In order to do so, he promised a serious package that will most probably include two main points: stopping uranium enrichment to 20% and increased transparency to nuclear sites. Both issues have been bones of contention between Iran and the IAEA, the UN National Security Council and the P5+1.
After years of ignoring UN Security Council resolutions and IAEA guidelines and denying any wrong doing, these concessions offer a significant change in Iran’s approach to the negotiating table – a change that President Rouhani promised to deliver.
A Not-So Clean Slate
But the nuclear standoff with Iran is not dependent on these two concessions because by themselves, they do not guarantee that Tehran won’t build a bomb.
In fact the two issues which Tehran is placing on the negotiation tables will be seriously undermined by two other issues that are being kept off the table: The underground enrichment facility in Fordow/Qom and the heavy water nuclear facility in Arak.
Fordow – Underground and IRGC
The Fordow facility, disclosed by Iran in 2009 only after the site became known to Western intelligence, is a distinct example of Iran’s lack of transparency to date and another reason to disbelieve the peaceful nature of the nuclear program.
The facts that it is underground and that it is under the management of the Iranian Revolutionary Guard Corps (IRGC), which has already criticized Rouhani for being too moderate, can easily hamper any promises of transparency in the future.

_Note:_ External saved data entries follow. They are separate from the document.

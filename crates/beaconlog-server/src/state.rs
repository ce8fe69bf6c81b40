//! Application state shared across handlers.

use std::sync::Arc;

use beaconlog_core::{
    ActivityHost, AsyncResultBroker, BeaconObservationPipeline, BeaconStore, Clock, Config,
    DeviceStatus, NetworkClock, PermissionGate, RangingSource, ScanSessionController,
    StorageRotation, UiHandle,
};

use crate::ui::SharedView;

/// Shared application state.
pub type SharedState = Arc<AppState>;

/// The host-side collaborators the core runs against.
pub struct Platform {
    /// Activity and permission API.
    pub host: Arc<dyn ActivityHost>,
    /// Radio and location status.
    pub status: Arc<dyn DeviceStatus>,
    /// Beacon ranging stack.
    pub ranging: Arc<dyn RangingSource>,
}

/// Everything the handlers need.
pub struct AppState {
    /// Loaded configuration.
    pub config: Config,
    /// Start/stop state machine.
    pub controller: Arc<ScanSessionController>,
    /// Backup listing and export.
    pub rotation: Arc<StorageRotation>,
    /// The live database.
    pub store: Arc<BeaconStore>,
    /// What the control screen shows.
    pub view: SharedView,
    /// Network clock, when enabled.
    pub network_clock: Option<Arc<NetworkClock>>,
}

impl AppState {
    /// Wire the core components together.
    pub fn new(
        config: Config,
        platform: Platform,
        clock: Arc<dyn Clock>,
        network_clock: Option<Arc<NetworkClock>>,
        ui: UiHandle,
        view: SharedView,
    ) -> Self {
        let broker = Arc::new(AsyncResultBroker::new(platform.host));
        let gate = Arc::new(PermissionGate::new(broker, platform.status, ui.clone()));
        let store = Arc::new(BeaconStore::new(config.database_path()));
        let pipeline = Arc::new(BeaconObservationPipeline::new(
            platform.ranging,
            Arc::clone(&store),
            Arc::clone(&clock),
            config.region(),
        ));
        let rotation = Arc::new(StorageRotation::new(Arc::clone(&store), clock, ui.clone()));
        let controller = Arc::new(ScanSessionController::new(
            gate,
            pipeline,
            Arc::clone(&rotation),
            ui,
            config.session.clone(),
        ));

        Self {
            config,
            controller,
            rotation,
            store,
            view,
            network_clock,
        }
    }
}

Rouhani and Zarif may be willing to even bring a temporary shutdown of Fordow to the table but they probably will not be able to fulfill such a promise.
Arak – the Plutonium Alternative
The heavy water reactor in Arak is suspiciously off any negotiation table to date although it is key to opening up a second path to develop nuclear bombs with Plutonium in addition to Uranium.
Since 2006, the UN Security Council mandated that Iran suspend construction of the Arak reactor to no avail – it is to be operational by 2014 and can produce enough Plutonium to arm two nuclear bombs a year.
The stated purpose of the Arak plant is to develop isotopes for medical reasons but the sheer size and capacity of the facility is akin to swatting a fly with a sledge hammer prompting an ISIS report from June to deem it “unnecessary“.
Transparency is a thorny issue in this case as well: To date, Tehran has still not provided the IAEA with the update design information since 2006 and has denied access to its heavy water production plant repeatedly.
The biggest problem is that once it becomes operational, any attempt to destroy it will lead to massive radiation contamination due to the nature of heavy water facilities.
Bottom line, any agreement between Iran and the P5+1 should include Fordow and Arak because anything less will be just a gesture of goodwill that may in the near future prove to be a fatal mistake.